Never Judge a Lady by Her Cover Page 88
He nodded. “So you took a risk.”
“Except it wasn’t a risk. I thought I loved him. I’d spent my young, entitled life without a care in the world. I wanted for nothing. And, in the great error made by every entitled child since the beginning of time, I searched for the thing that I did not have instead of celebrating the things that I did.”
“What was that?”
“Love,” she said simply. “I did not have love. My mother was cold. My brother was distant. My father was dead. Caroline’s father was warm, and near, and alive. And I thought he loved me. I thought he would marry me.” She shrugged the memory away with a smile. “Foolish girl.”
He was quiet for a long moment, his handsome brow furrowed. “What is his name?”
“Jonathan.”
“That’s not the part I want.”
She shook her head. “It’s the part I will give you. It does not matter who he is. He left, and Caroline was born, and that is that.”
“He should pay for what he has done.”
“How? By marrying me? By becoming Caroline’s father in name as well as deed?”
“Hell, no.”
Her brow furrowed. Everyone with whom she’d ever discussed Caroline’s birth had agreed that if only she would name the man, all would be well. Her brother had threatened her with marriage, as had half a dozen women who lived with her in Yorkshire, after she’d birthed Caroline and raised her into childhood. “You don’t think he should be forced to marry me?”
“I think he should be forced to hang by his thumbs from the nearest tree.” Her eyes widened, and he continued. “I think he should be stripped bare and made to walk down Piccadilly. I think he should meet me in the ring in the heart of this place, so I can tear him apart for what he did to you.”
She would be lying if she did not say she enjoyed the threats. “You would do that for me?”
“And more,” he said, the words not boastful, but quick and honest. “I hate that you protect him.”

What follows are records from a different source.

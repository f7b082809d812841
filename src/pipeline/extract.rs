//! Field extraction: turn one page image into a [`DocumentRecord`].
//!
//! Per image, the protocol is:
//!
//! 1. read + base64-encode the image (failure → filename-based fallback);
//! 2. call the vision capability with the extraction prompt, bounded by the
//!    configured timeout (failure → error-tagged record, batch continues);
//! 3. parse the structured transcript and score its quality;
//! 4. on a FAIBLE tier, make one recovery call with the degraded prompt and
//!    merge the two passes — the recovery value wins only where the normal
//!    value was marked ILLISIBLE or PARTIEL;
//! 5. map the wire field vocabulary onto the canonical record shape.
//!
//! There is exactly one recovery attempt and no other automatic retry —
//! callers needing resilience wrap the provider with their own policy.
//!
//! Extraction calls for different images are independent, so the stage fans
//! them out (`buffer_unordered`) and merges results in a single-threaded
//! reduction afterwards.

use crate::config::AnalysisConfig;
use crate::error::DocError;
use crate::pipeline::encode::encode_image_file;
use crate::pipeline::quality::{evaluate, QualityAssessment, QualityTier};
use crate::pipeline::transcript::{self, ParsedTranscript};
use crate::pipeline::validate::display_name;
use crate::prompts::{EXTRACTION_PROMPT, RECOVERY_PROMPT};
use crate::provider::{EncodedImage, VisionProvider};
use crate::record::{DocumentRecord, DocumentType};
use futures::stream::{self, StreamExt};
use once_cell::sync::Lazy;
use regex::Regex;
use serde::{Deserialize, Serialize};
use std::collections::BTreeMap;
use std::path::{Path, PathBuf};
use std::sync::Arc;
use std::time::Duration;
use tracing::{debug, info, warn};

/// How the record for one image was obtained.
#[derive(Debug, Clone, Copy, PartialEq, Eq, Serialize, Deserialize)]
pub enum ExtractionMode {
    /// Single normal-pass extraction.
    Normal,
    /// Normal pass rated FAIBLE; recovery pass merged in.
    Recovery,
    /// Recovery was attempted but the call failed; normal pass kept.
    RecoveryFailed,
    /// Vision capability unavailable for this image; classified from the
    /// source filename only.
    FilenameFallback,
    /// Capability call or response parsing failed entirely.
    Error,
}

/// Everything the extractor produced for one source image.
#[derive(Debug, Clone, Serialize, Deserialize)]
pub struct ExtractionOutcome {
    pub record: DocumentRecord,
    pub quality: QualityAssessment,
    pub mode: ExtractionMode,
    /// Raw normal-pass transcript (empty when the call never succeeded).
    pub transcript: String,
    /// Raw recovery-pass transcript, when one was made.
    pub recovery_transcript: Option<String>,
    /// Model observations from the transcript, plus extractor notes.
    pub observations: Vec<String>,
}

/// Extract records for all images, fanning calls out up to
/// `config.concurrency` at a time.
///
/// Returns the outcome map (every input image gets an entry — failures
/// produce error-tagged or fallback records) plus the per-document errors
/// for the pipeline error list.
pub async fn extract_all(
    provider: &Arc<dyn VisionProvider>,
    images: &[PathBuf],
    config: &AnalysisConfig,
) -> (BTreeMap<PathBuf, ExtractionOutcome>, Vec<DocError>) {
    if let Some(ref cb) = config.progress_callback {
        cb.on_extraction_start(images.len());
    }

    let results: Vec<(PathBuf, ExtractionOutcome, Option<DocError>)> =
        stream::iter(images.iter().cloned().map(|path| {
            let provider = Arc::clone(provider);
            let config = config.clone();
            async move {
                let (outcome, err) = extract_one(&provider, &path, &config).await;
                if let Some(ref cb) = config.progress_callback {
                    match &err {
                        None => cb.on_document_complete(
                            &display_name(&path),
                            outcome.quality.tier.label(),
                        ),
                        Some(e) => cb.on_document_error(&display_name(&path), &e.to_string()),
                    }
                }
                (path, outcome, err)
            }
        }))
        .buffer_unordered(config.concurrency)
        .collect()
        .await;

    // Single-threaded reduction: the fan-out tasks never touch shared state.
    let mut outcomes = BTreeMap::new();
    let mut errors = Vec::new();
    for (path, outcome, err) in results {
        if let Some(e) = err {
            errors.push(e);
        }
        outcomes.insert(path, outcome);
    }

    info!(
        "extracted {} document(s), {} with errors",
        outcomes.len(),
        errors.len()
    );
    (outcomes, errors)
}

/// Extract one image. Total: always returns an outcome.
pub async fn extract_one(
    provider: &Arc<dyn VisionProvider>,
    image_path: &Path,
    config: &AnalysisConfig,
) -> (ExtractionOutcome, Option<DocError>) {
    let name = display_name(image_path);

    let image = match encode_image_file(image_path) {
        Ok(img) => img,
        Err(e) => {
            warn!("encoding failed for {name}: {e}, falling back to filename analysis");
            let record = classify_from_filename(image_path);
            let outcome = ExtractionOutcome {
                record,
                quality: QualityAssessment::default(),
                mode: ExtractionMode::FilenameFallback,
                transcript: String::new(),
                recovery_transcript: None,
                observations: vec!["classified from filename only".to_string()],
            };
            return (
                outcome,
                Some(DocError::EncodingFailed {
                    name,
                    detail: e.to_string(),
                }),
            );
        }
    };

    let prompt = config.extraction_prompt.as_deref().unwrap_or(EXTRACTION_PROMPT);
    let text = match call_capability(provider, &image, prompt, config.api_timeout_secs, &name).await
    {
        Ok(text) => text,
        Err(doc_err) => {
            let outcome = ExtractionOutcome {
                record: DocumentRecord::error(doc_err.to_string()),
                quality: QualityAssessment::default(),
                mode: ExtractionMode::Error,
                transcript: String::new(),
                recovery_transcript: None,
                observations: Vec::new(),
            };
            return (outcome, Some(doc_err));
        }
    };

    let parsed = transcript::parse(&text);
    if !parsed.recognized {
        debug!("unstructured capability reply for {name}");
        let outcome = ExtractionOutcome {
            record: DocumentRecord::error("capability reply had no recognisable structure"),
            quality: QualityAssessment::default(),
            mode: ExtractionMode::Error,
            transcript: text,
            recovery_transcript: None,
            observations: vec!["unstructured capability reply".to_string()],
        };
        return (outcome, None);
    }

    let record = map_record(&parsed);
    let quality = evaluate(&parsed, &record);

    if quality.tier != QualityTier::Poor {
        let outcome = ExtractionOutcome {
            observations: parsed.observations.clone(),
            record,
            quality,
            mode: ExtractionMode::Normal,
            transcript: text,
            recovery_transcript: None,
        };
        return (outcome, None);
    }

    // Recovery: one degraded second attempt for low-quality scans.
    info!("quality FAIBLE for {name}, attempting recovery pass");
    let recovery_prompt = config.recovery_prompt.as_deref().unwrap_or(RECOVERY_PROMPT);
    match call_capability(provider, &image, recovery_prompt, config.api_timeout_secs, &name).await {
        Ok(recovery_text) => {
            let recovery_parsed = transcript::parse(&recovery_text);
            let merged = merge_recovery(&parsed, &recovery_parsed);
            let record = map_record(&merged);
            let quality = evaluate(&merged, &record);
            let outcome = ExtractionOutcome {
                observations: merged.observations.clone(),
                record,
                quality,
                mode: ExtractionMode::Recovery,
                transcript: text,
                recovery_transcript: Some(recovery_text),
            };
            (outcome, None)
        }
        Err(doc_err) => {
            warn!("recovery pass failed for {name}: {doc_err}");
            let outcome = ExtractionOutcome {
                observations: parsed.observations.clone(),
                record,
                quality,
                mode: ExtractionMode::RecoveryFailed,
                transcript: text,
                recovery_transcript: None,
            };
            // The normal-pass record stands; the failed recovery is only a
            // warning in the error list.
            (outcome, Some(doc_err))
        }
    }
}

/// One capability call bounded by the configured timeout.
async fn call_capability(
    provider: &Arc<dyn VisionProvider>,
    image: &EncodedImage,
    prompt: &str,
    timeout_secs: u64,
    name: &str,
) -> Result<String, DocError> {
    match tokio::time::timeout(
        Duration::from_secs(timeout_secs),
        provider.extract(image, prompt),
    )
    .await
    {
        Ok(Ok(text)) => Ok(text),
        Ok(Err(e)) => Err(DocError::ExtractionFailed {
            name: name.to_string(),
            detail: e.to_string(),
        }),
        Err(_) => Err(DocError::ExtractionTimeout {
            name: name.to_string(),
            secs: timeout_secs,
        }),
    }
}

// ── Field mapping ────────────────────────────────────────────────────────

/// Wire keys that feed each canonical slot, in priority order
/// (first non-empty wins).
const FULL_NAME_KEYS: &[&str] = &["nom_complet", "nom_employe", "nom_titulaire"];
const FIRST_NAME_KEYS: &[&str] = &["prenom", "prenom_employe"];
const NUMBER_KEYS: &[&str] = &[
    "numero_cin",
    "numero_passeport",
    "numero_client",
    "numero_compte",
];
const ADDRESS_KEYS: &[&str] = &["adresse_complete", "adresse_facturation"];

/// Map a parsed transcript onto the canonical record shape. Wire keys with
/// a dedicated slot are consumed; everything else lands in `extra_fields`.
pub fn map_record(parsed: &ParsedTranscript) -> DocumentRecord {
    let mut record = DocumentRecord {
        document_type: DocumentType::from_wire(&parsed.type_label),
        classification_confidence: parsed.classification,
        ..Default::default()
    };

    let mut consumed: Vec<&str> = Vec::new();
    let mut take = |keys: &[&'static str]| -> Option<String> {
        for key in keys {
            if let Some(value) = parsed.fields.get(*key) {
                if !value.trim().is_empty() {
                    consumed.push(*key);
                    return Some(value.clone());
                }
            }
        }
        None
    };

    record.full_name = take(FULL_NAME_KEYS);
    record.first_name = take(FIRST_NAME_KEYS);
    record.birth_date = take(&["date_naissance"]);
    record.document_number = take(NUMBER_KEYS);
    record.address = take(ADDRESS_KEYS);
    record.issue_date = take(&["date_emission"]);
    record.expiry_date = take(&["date_expiration"]);

    for (key, value) in &parsed.fields {
        if !consumed.contains(&key.as_str()) {
            record.extra_fields.insert(key.clone(), value.clone());
        }
    }

    // A type outside the closed vocabulary keeps its raw label for reports.
    if record.document_type == DocumentType::Other
        && !parsed.type_label.is_empty()
        && !parsed.type_label.eq_ignore_ascii_case("AUTRE")
    {
        record
            .extra_fields
            .insert("type_detail".to_string(), parsed.type_label.clone());
    }

    record
}

// ── Recovery merge ───────────────────────────────────────────────────────

/// True when a normal-pass value should yield to a clean recovery value.
/// Only ILLISIBLE and PARTIEL qualify — an INCERTAIN guess from the normal
/// pass is still a guess worth keeping over a degraded-mode answer.
fn yields_to_recovery(value: &str) -> bool {
    let upper = value.to_uppercase();
    upper.contains("ILLISIBLE") || upper.contains("PARTIEL")
}

/// Merge the recovery pass into the normal pass, field by field.
///
/// For every field where the normal value carries an ILLISIBLE/PARTIEL
/// marker and the recovery value does not, the recovery value wins;
/// otherwise the normal value is kept. Fields the recovery pass invented
/// from nothing are not added. Headers (type, confidence, image quality)
/// stay those of the normal pass.
pub fn merge_recovery(normal: &ParsedTranscript, recovery: &ParsedTranscript) -> ParsedTranscript {
    let mut merged = normal.clone();

    for (key, recovery_value) in &recovery.fields {
        let Some(normal_value) = normal.fields.get(key) else {
            continue;
        };
        if yields_to_recovery(normal_value) && !yields_to_recovery(recovery_value) {
            merged.fields.insert(key.clone(), recovery_value.clone());
        }
    }

    merged
        .observations
        .extend(recovery.observations.iter().cloned());
    merged
}

// ── Filename fallback classifier ─────────────────────────────────────────

/// Keyword → document type, checked against the lowercased filename.
const FILENAME_KEYWORDS: &[(&str, DocumentType)] = &[
    ("cin", DocumentType::NationalId),
    ("identite", DocumentType::NationalId),
    ("piece", DocumentType::NationalId),
    ("passeport", DocumentType::Passport),
    ("passport", DocumentType::Passport),
    ("electricite", DocumentType::UtilityBill),
    ("facture", DocumentType::UtilityBill),
    ("bancaire", DocumentType::BankStatement),
    ("releve", DocumentType::BankStatement),
    ("salaire", DocumentType::Payslip),
    ("bulletin", DocumentType::Payslip),
    ("paie", DocumentType::Payslip),
    ("domicile", DocumentType::Other),
    ("justificatif", DocumentType::Other),
];

static NAME_PATTERNS: Lazy<Vec<Regex>> = Lazy::new(|| {
    [
        r"([A-Za-z]+)_([A-Za-z]+)_", // NAME_FIRSTNAME_
        r"_([A-Za-z]+)_([A-Za-z]+)", // _NAME_FIRSTNAME
        r"([A-Za-z]+)-([A-Za-z]+)",  // NAME-FIRSTNAME
    ]
    .iter()
    .map(|p| Regex::new(p).expect("static pattern"))
    .collect()
});

/// Lightweight classifier used when the vision capability is entirely
/// unavailable for an image: a keyword match on the source filename plus
/// `NAME_FIRSTNAME`-style patterns. Best-effort by design — a record from
/// this path carries no field beyond type and (maybe) a name.
pub fn classify_from_filename(path: &Path) -> DocumentRecord {
    let filename = display_name(path).to_lowercase();
    let mut record = DocumentRecord::default();

    for (keyword, doc_type) in FILENAME_KEYWORDS {
        if filename.contains(keyword) {
            record.document_type = *doc_type;
            break;
        }
    }

    for pattern in NAME_PATTERNS.iter() {
        if let Some(caps) = pattern.captures(&filename) {
            record.full_name = Some(caps[1].to_uppercase());
            record.first_name = Some(capitalize(&caps[2]));
            break;
        }
    }

    record
}

fn capitalize(word: &str) -> String {
    let mut chars = word.chars();
    match chars.next() {
        Some(first) => first.to_uppercase().collect::<String>() + chars.as_str(),
        None => String::new(),
    }
}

“It is not protection,” she said, trying to explain. “It is that I don’t wish him relevance. I don’t wish him the power men hold over women. I don’t wish him to be a part of me. Of who I am. Of who Caroline is. Of who she might become.”
“He is none of those things.”
She watched him for a long moment, wanting to believe him. Knowing the truth. “Maybe not to me… but to them… to you… of course he is. And he will be, until there is another.”
“A husband. With a title.”
She did not reply. Did not have to.
“Tell me the rest.”
She lifted one shoulder. Let it fall. “There is not much to say.”
“You loved him.”
“I thought I loved him,” she corrected. And she’d believed it. But now…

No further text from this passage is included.